Scotland to be given income tax control

Scotland to be given income tax controlThe Labour Party has opted to drop its opposition to Scotland being allowed to make income tax decisions.

It means all three major parities now support full devolution of income tax and the Scottish parliament is expected to be offered the option to set its own policies in the subject.

Jim Murphy, the favourite to be the next Scottish Labour leader, is set to announce the decision ahead of the publication of Lord Smith’s report of the new powers for the Scottish body.

“It will create the clear connection between the raising of taxes and the spending of revenues, which is missing at present,” explained Mr Murphy.

The support could also mean that Labour will campaign in Scotland for the reintroduction of the 50p top rate of tax – something the Scottish National Party has opposed in the past.

Former chancellor Alistair Darling has raised concerns about devolving income tax decisions and believes it could have a significant impact in the long term.

“For the first time in 300 years, a UK government would no longer have control over its power to raise income taxes,” he explained.

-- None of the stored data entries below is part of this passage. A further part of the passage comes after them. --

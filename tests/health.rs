use marketplace_api::routes::health::health_check;

#[tokio::test]
async fn health_check_returns_ok() {
    let response = health_check().await;
    assert_eq!(response.0.message, "Health check");

    let data = response.0.data.expect("health data");
    assert_eq!(data.status, "ok");
}
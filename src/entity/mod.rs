pub mod inquiries;
pub mod orders;
pub mod products;
pub mod users;

pub use inquiries::Entity as Inquiries;
pub use orders::Entity as Orders;
pub use products::Entity as Products;
pub use users::Entity as Users;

“It could be left in a position where it determines the rate of income tax only to find it impossible to implement in Scotland, Wales and Northern Ireland.”

In September, Scotland’s residents voted in a historic referendum, with 55 per cent of the vote in favour of remaining part of the UK, although only four out of 32 local government areas voted Yes to splitting from the UK.

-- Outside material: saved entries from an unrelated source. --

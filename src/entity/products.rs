use sea_orm::entity::prelude::*;

#[derive(Clone, Debug, PartialEq, DeriveEntityModel)]
#[sea_orm(table_name = "products")]
pub struct Model {
    #[sea_orm(primary_key)]
    pub id: Uuid,
    pub name: String,
    #[sea_orm(unique)]
    pub slug: String,
    pub category: Option<String>,
    pub description: Option<String>,
    pub unit: String,
    pub price_min: f64,
    pub price_max: f64,
    pub currency: String,
    pub image: Option<String>,
    pub origin_country: Option<String>,
    pub created_at: DateTimeWithTimeZone,
}

#[derive(Copy, Clone, Debug, EnumIter, DeriveRelation)]
pub enum Relation {}

impl ActiveModelBehavior for ActiveModel {}
//! Negotiation engine: pure state machines for orders and inquiries.
//!
//! Everything in here mutates documents in memory and performs no I/O. The
//! service layer owns loading a document, applying one operation and writing
//! the whole document back inside a single transaction.

use serde::{Deserialize, Serialize};
use utoipa::ToSchema;
use uuid::Uuid;

pub mod inquiry;
pub mod order;

pub use inquiry::{InquiryDoc, InquiryStatus};
pub use order::{OrderDoc, OrderStatus, ProposalStatus, ShipmentPhase};

#[derive(Debug, Clone, Copy, PartialEq, Eq, Serialize, Deserialize, ToSchema)]
#[serde(rename_all = "lowercase")]
pub enum Role {
    User,
    Admin,
}

impl Role {
    pub fn as_str(&self) -> &'static str {
        match self {
            Role::User => "user",
            Role::Admin => "admin",
        }
    }
}

/// Resolved caller identity. Every operation entry point takes exactly one
/// of these and performs its own authorization check.
#[derive(Debug, Clone, Copy)]
pub struct Actor {
    pub id: Uuid,
    pub role: Role,
}

impl Actor {
    pub fn new(id: Uuid, role: Role) -> Self {
        Self { id, role }
    }

    pub fn is_admin(&self) -> bool {
        self.role == Role::Admin
    }
}

/// Catalog price snapshot frozen at order/inquiry creation time.
#[derive(Debug, Clone, PartialEq, Serialize, Deserialize, ToSchema)]
pub struct PriceRange {
    pub min: f64,
    pub max: f64,
    pub currency: String,
}

impl Default for PriceRange {
    fn default() -> Self {
        Self {
            min: 0.0,
            max: 0.0,
            currency: "EUR".to_string(),
        }
    }
}

/// A per-item price offer, addressing the item by its position in the
/// order's item list. Items are never reordered or removed after creation,
/// so the index stays stable for the whole negotiation.
#[derive(Debug, Clone, Copy, PartialEq, Serialize, Deserialize, ToSchema)]
pub struct PricePoint {
    pub index: usize,
    pub price: f64,
}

Dundee provided the strongest Yes vote with 57 per cent, but the other three were in the west of Scotland, where Glasgow and its neighbours West Dunbartonshire and North Lanarkshire saw a majority vote in support of independence.

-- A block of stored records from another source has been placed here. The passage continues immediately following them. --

#[cfg(test)]
mod tests {
    use super::*;

    fn buyer() -> Actor {
        Actor::new(Uuid::new_v4(), Role::User)
    }

    fn admin() -> Actor {
        Actor::new(Uuid::new_v4(), Role::Admin)
    }

    fn rice_item(qty: f64) -> NewOrderItem {
        NewOrderItem {
            name: "Rice".into(),
            qty,
            unit: Some("per kg".into()),
            price_range: Some(PriceRange {
                min: 1.5,
                max: 2.2,
                currency: "EUR".into(),
            }),
            image: None,
            product_id: None,
        }
    }

    fn pepper_item(qty: f64) -> NewOrderItem {
        NewOrderItem {
            name: "Black Pepper".into(),
            qty,
            unit: Some("per kg".into()),
            price_range: Some(PriceRange {
                min: 6.0,
                max: 8.2,
                currency: "EUR".into(),
            }),
            image: None,
            product_id: None,
        }
    }

    fn rice_order(owner: &Actor) -> OrderDoc {
        OrderDoc::create(owner.id, vec![rice_item(10.0)], None).unwrap()
    }

    #[test]
    fn create_computes_totals_from_price_bounds() {
        let owner = buyer();
        let order = rice_order(&owner);

        assert_eq!(order.status, OrderStatus::Pending);
        assert_eq!(order.proposal_status, ProposalStatus::None);
        assert_eq!(order.total_min, 15.0);
        assert_eq!(order.total_max, 22.0);
        assert_eq!(order.currency, "EUR");
        assert!(order.messages.is_empty());
    }

    #[test]
    fn create_rejects_empty_item_list() {
        let err = OrderDoc::create(Uuid::new_v4(), vec![], None).unwrap_err();
        assert!(matches!(err, AppError::BadRequest(_)));
    }

    #[test]
    fn create_normalizes_quantities() {
        let order = OrderDoc::create(Uuid::new_v4(), vec![rice_item(0.0)], None).unwrap();
        assert_eq!(order.items[0].qty, 1.0);
        assert_eq!(order.total_min, 1.5);
    }

    #[test]
    fn plain_message_opens_negotiation() {
        let owner = buyer();
        let mut order = rice_order(&owner);

        order.post_message(&owner, "hello", &[]).unwrap();

        assert_eq!(order.status, OrderStatus::Negotiating);
        assert_eq!(order.messages.len(), 1);
        assert_eq!(order.messages[0].body, "hello");
    }

    #[test]
    fn stranger_cannot_post_messages() {
        let owner = buyer();
        let mut order = rice_order(&owner);

        let err = order.post_message(&buyer(), "hi", &[]).unwrap_err();
        assert!(matches!(err, AppError::Forbidden));
        assert!(order.messages.is_empty());
    }

    #[test]
    fn partial_price_offer_keeps_negotiating() {
        let owner = buyer();
        let mut order =
            OrderDoc::create(owner.id, vec![rice_item(10.0), pepper_item(5.0)], None).unwrap();

        order
            .post_message(
                &admin(),
                "rice offer",
                &[PricePoint {
                    index: 0,
                    price: 1.8,
                }],
            )
            .unwrap();

        assert_eq!(order.status, OrderStatus::Negotiating);
        assert_eq!(order.items[0].agreed_price, Some(1.8));
        assert_eq!(order.items[1].agreed_price, None);
    }

    #[test]
    fn full_price_agreement_moves_to_proposed() {
        let owner = buyer();
        let mut order =
            OrderDoc::create(owner.id, vec![rice_item(10.0), pepper_item(5.0)], None).unwrap();

        order
            .post_message(
                &admin(),
                "both",
                &[
                    PricePoint {
                        index: 0,
                        price: 1.8,
                    },
                    PricePoint {
                        index: 1,
                        price: 7.0,
                    },
                ],
            )
            .unwrap();

        assert_eq!(order.status, OrderStatus::Proposed);
    }

    #[test]
    fn price_offer_with_bad_index_is_rejected_whole() {
        let owner = buyer();
        let mut order = rice_order(&owner);

        let err = order
            .post_message(
                &owner,
                "oops",
                &[
                    PricePoint {
                        index: 0,
                        price: 2.0,
                    },
                    PricePoint {
                        index: 5,
                        price: 2.0,
                    },
                ],
            )
            .unwrap_err();

        assert!(matches!(err, AppError::BadRequest(_)));
        // Nothing applied, nothing appended.
        assert_eq!(order.items[0].agreed_price, None);
        assert!(order.messages.is_empty());
    }

    #[test]
    fn proposal_snapshot_totals_and_states() {
        let owner = buyer();
        let mut order = rice_order(&owner);

        order
            .send_proposal(
                &admin(),
                &[ProposeItem {
                    index: 0,
                    unit_price: Some(2.0),
                    qty: Some(10.0),
                }],
                Some("final"),
            )
            .unwrap();

        let proposal = order.proposal.as_ref().unwrap();
        assert_eq!(proposal.total, 20.0);
        assert_eq!(proposal.note, "final");
        assert_eq!(order.proposal_status, ProposalStatus::Sent);
        assert_eq!(order.status, OrderStatus::Proposed);
        assert_eq!(order.messages.len(), 1);
        assert_eq!(order.messages[0].body, "Sent final proposal");
    }

    #[test]
    fn proposal_unit_price_falls_back_to_minimum_bound() {
        let owner = buyer();
        let mut order =
            OrderDoc::create(owner.id, vec![rice_item(10.0), pepper_item(2.0)], None).unwrap();
        order.items[0].agreed_price = Some(2.0);

        order.send_proposal(&admin(), &[], None).unwrap();

        let proposal = order.proposal.as_ref().unwrap();
        assert_eq!(proposal.items[0].unit_price, 2.0);
        assert_eq!(proposal.items[1].unit_price, 6.0);
        assert_eq!(proposal.total, 2.0 * 10.0 + 6.0 * 2.0);
    }

    #[test]
    fn only_admin_may_send_proposals() {
        let owner = buyer();
        let mut order = rice_order(&owner);

        let err = order.send_proposal(&owner, &[], None).unwrap_err();
        assert!(matches!(err, AppError::Forbidden));
    }

    #[test]
    fn approve_confirms_and_fixes_final_total() {
        let owner = buyer();
        let mut order = rice_order(&owner);
        order
            .send_proposal(
                &admin(),
                &[ProposeItem {
                    index: 0,
                    unit_price: Some(2.0),
                    qty: Some(10.0),
                }],
                Some("final"),
            )
            .unwrap();

        order.approve_proposal(&owner).unwrap();

        assert_eq!(order.proposal_status, ProposalStatus::Approved);
        assert_eq!(order.status, OrderStatus::Confirmed);
        assert_eq!(order.final_total, Some(20.0));
        assert_eq!(order.messages.last().unwrap().body, "Approved proposal");
    }

    #[test]
    fn approve_without_sent_proposal_fails() {
        let owner = buyer();
        let mut order = rice_order(&owner);

        let err = order.approve_proposal(&owner).unwrap_err();
        assert!(matches!(err, AppError::PreconditionFailed(_)));
    }

    #[test]
    fn admin_cannot_approve_on_behalf_of_buyer() {
        let owner = buyer();
        let mut order = rice_order(&owner);
        order.send_proposal(&admin(), &[], None).unwrap();

        let err = order.approve_proposal(&admin()).unwrap_err();
        assert!(matches!(err, AppError::Forbidden));
    }

    #[test]
    fn reject_reopens_negotiation() {
        let owner = buyer();
        let mut order = rice_order(&owner);
        order.send_proposal(&admin(), &[], None).unwrap();

        order.reject_proposal(&owner).unwrap();

        assert_eq!(order.proposal_status, ProposalStatus::Rejected);
        assert_eq!(order.status, OrderStatus::Negotiating);
    }

    #[test]
    fn buyer_cannot_cancel_after_approval() {
        let owner = buyer();
        let mut order = rice_order(&owner);
        order.send_proposal(&admin(), &[], None).unwrap();
        order.approve_proposal(&owner).unwrap();

        let err = order.cancel(&owner).unwrap_err();
        match err {
            AppError::PreconditionFailed(msg) => {
                assert_eq!(msg, "cannot cancel at this stage")
            }
            other => panic!("expected PreconditionFailed, got {other:?}"),
        }
        assert_eq!(order.status, OrderStatus::Confirmed);
    }

    #[test]
    fn buyer_cancel_before_approval_succeeds() {
        let owner = buyer();
        let mut order = rice_order(&owner);

        order.cancel(&owner).unwrap();

        assert_eq!(order.status, OrderStatus::Cancelled);
        assert_eq!(order.messages.last().unwrap().body, "Order cancelled");
    }

    #[test]
    fn cancelled_order_stays_cancelled() {
        let owner = buyer();
        let mut order = rice_order(&owner);
        order.cancel(&owner).unwrap();
        let messages_before = order.messages.len();

        // Buyer retry fails; admin retry is a silent no-op.
        let err = order.cancel(&owner).unwrap_err();
        assert!(matches!(err, AppError::PreconditionFailed(_)));
        order.cancel(&admin()).unwrap();

        assert_eq!(order.status, OrderStatus::Cancelled);
        assert_eq!(order.messages.len(), messages_before);
    }

    #[test]
    fn admin_may_cancel_confirmed_orders() {
        let owner = buyer();
        let mut order = rice_order(&owner);
        order.send_proposal(&admin(), &[], None).unwrap();
        order.approve_proposal(&owner).unwrap();

        order.cancel(&admin()).unwrap();
        assert_eq!(order.status, OrderStatus::Cancelled);
    }

    #[test]
    fn no_price_changes_once_confirmed() {
        let owner = buyer();
        let mut order = rice_order(&owner);
        order.send_proposal(&admin(), &[], None).unwrap();
        order.approve_proposal(&owner).unwrap();

        let offer = [PricePoint {
            index: 0,
            price: 0.5,
        }];
        let err = order.post_message(&owner, "lower?", &offer).unwrap_err();
        assert!(matches!(err, AppError::PreconditionFailed(_)));

        let err = order.send_proposal(&admin(), &[], None).unwrap_err();
        assert!(matches!(err, AppError::PreconditionFailed(_)));

        // Plain chat stays open after confirmation.
        order.post_message(&owner, "thanks", &[]).unwrap();
        assert_eq!(order.status, OrderStatus::Confirmed);
    }

    #[test]
    fn ship_and_complete_are_admin_overwrites() {
        let owner = buyer();
        let mut order = rice_order(&owner);

        assert!(matches!(
            order.mark_shipped(&owner),
            Err(AppError::Forbidden)
        ));

        order.mark_shipped(&admin()).unwrap();
        assert_eq!(order.status, OrderStatus::Shipped);

        order.mark_completed(&admin()).unwrap();
        assert_eq!(order.status, OrderStatus::Completed);
    }

    #[test]
    fn shipment_update_appends_event_and_keeps_fields() {
        let owner = buyer();
        let mut order = rice_order(&owner);

        order
            .update_shipment(
                &admin(),
                ShipmentUpdate {
                    phase: Some(ShipmentPhase::InTransit),
                    note: None,
                    tracking_id: Some("TRK-1".into()),
                    eta: None,
                },
            )
            .unwrap();

        let shipment = order.shipment.as_ref().unwrap();
        assert_eq!(shipment.phase, Some(ShipmentPhase::InTransit));
        assert_eq!(shipment.tracking_id.as_deref(), Some("TRK-1"));
        assert_eq!(shipment.events.len(), 1);
        assert_eq!(shipment.events[0].phase, Some(ShipmentPhase::InTransit));

        // Note-only update keeps the current phase on the event.
        order
            .update_shipment(
                &admin(),
                ShipmentUpdate {
                    note: Some("held at customs".into()),
                    ..Default::default()
                },
            )
            .unwrap();

        let shipment = order.shipment.as_ref().unwrap();
        assert_eq!(shipment.phase, Some(ShipmentPhase::InTransit));
        assert_eq!(shipment.tracking_id.as_deref(), Some("TRK-1"));
        assert_eq!(shipment.events.len(), 2);
        assert_eq!(shipment.events[1].phase, Some(ShipmentPhase::InTransit));
        assert_eq!(shipment.events[1].note, "held at customs");
    }

    #[test]
    fn item_count_never_changes_and_ledger_only_grows() {
        let owner = buyer();
        let admin = admin();
        let mut order =
            OrderDoc::create(owner.id, vec![rice_item(10.0), pepper_item(5.0)], None).unwrap();
        let item_count = order.items.len();
        let mut ledger_len = 0usize;

        order.post_message(&owner, "hello", &[]).unwrap();
        assert!(order.messages.len() >= ledger_len);
        ledger_len = order.messages.len();

        order
            .post_message(
                &admin,
                "offer",
                &[PricePoint {
                    index: 0,
                    price: 1.9,
                }],
            )
            .unwrap();
        assert!(order.messages.len() >= ledger_len);
        ledger_len = order.messages.len();

        order.send_proposal(&admin, &[], None).unwrap();
        assert!(order.messages.len() >= ledger_len);
        ledger_len = order.messages.len();

        order.approve_proposal(&owner).unwrap();
        assert!(order.messages.len() >= ledger_len);

        assert_eq!(order.items.len(), item_count);
    }

    #[test]
    fn document_round_trips_with_wire_field_names() {
        let owner = buyer();
        let mut order = rice_order(&owner);
        order.send_proposal(&admin(), &[], Some("note")).unwrap();

        let value = serde_json::to_value(&order).unwrap();
        assert_eq!(value["status"], "proposed");
        assert_eq!(value["proposalStatus"], "sent");
        assert!(value["totalMin"].is_number());
        assert!(value["items"][0]["priceRange"]["min"].is_number());

        let back: OrderDoc = serde_json::from_value(value).unwrap();
        assert_eq!(back, order);
    }
}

Another west of Scotland district, Inverclyde, almost joined them, with 49.92 per cent supporting Scotland breaking away from the UK.

There was little doubt the vote led to a number of concerns in the business world. In a number of cases, Scottish firms did confirm they would relocate to England if the vote had gone the other way.

RBS said: “The announcement we made about moving our registered head office to England was part of a contingency plan to ensure certainty and stability for our customers, staff and shareholders should there be a ‘Yes’ vote.

“That contingency plan is no longer required. Following the result it is business as usual for all our customers across the UK and RBS.”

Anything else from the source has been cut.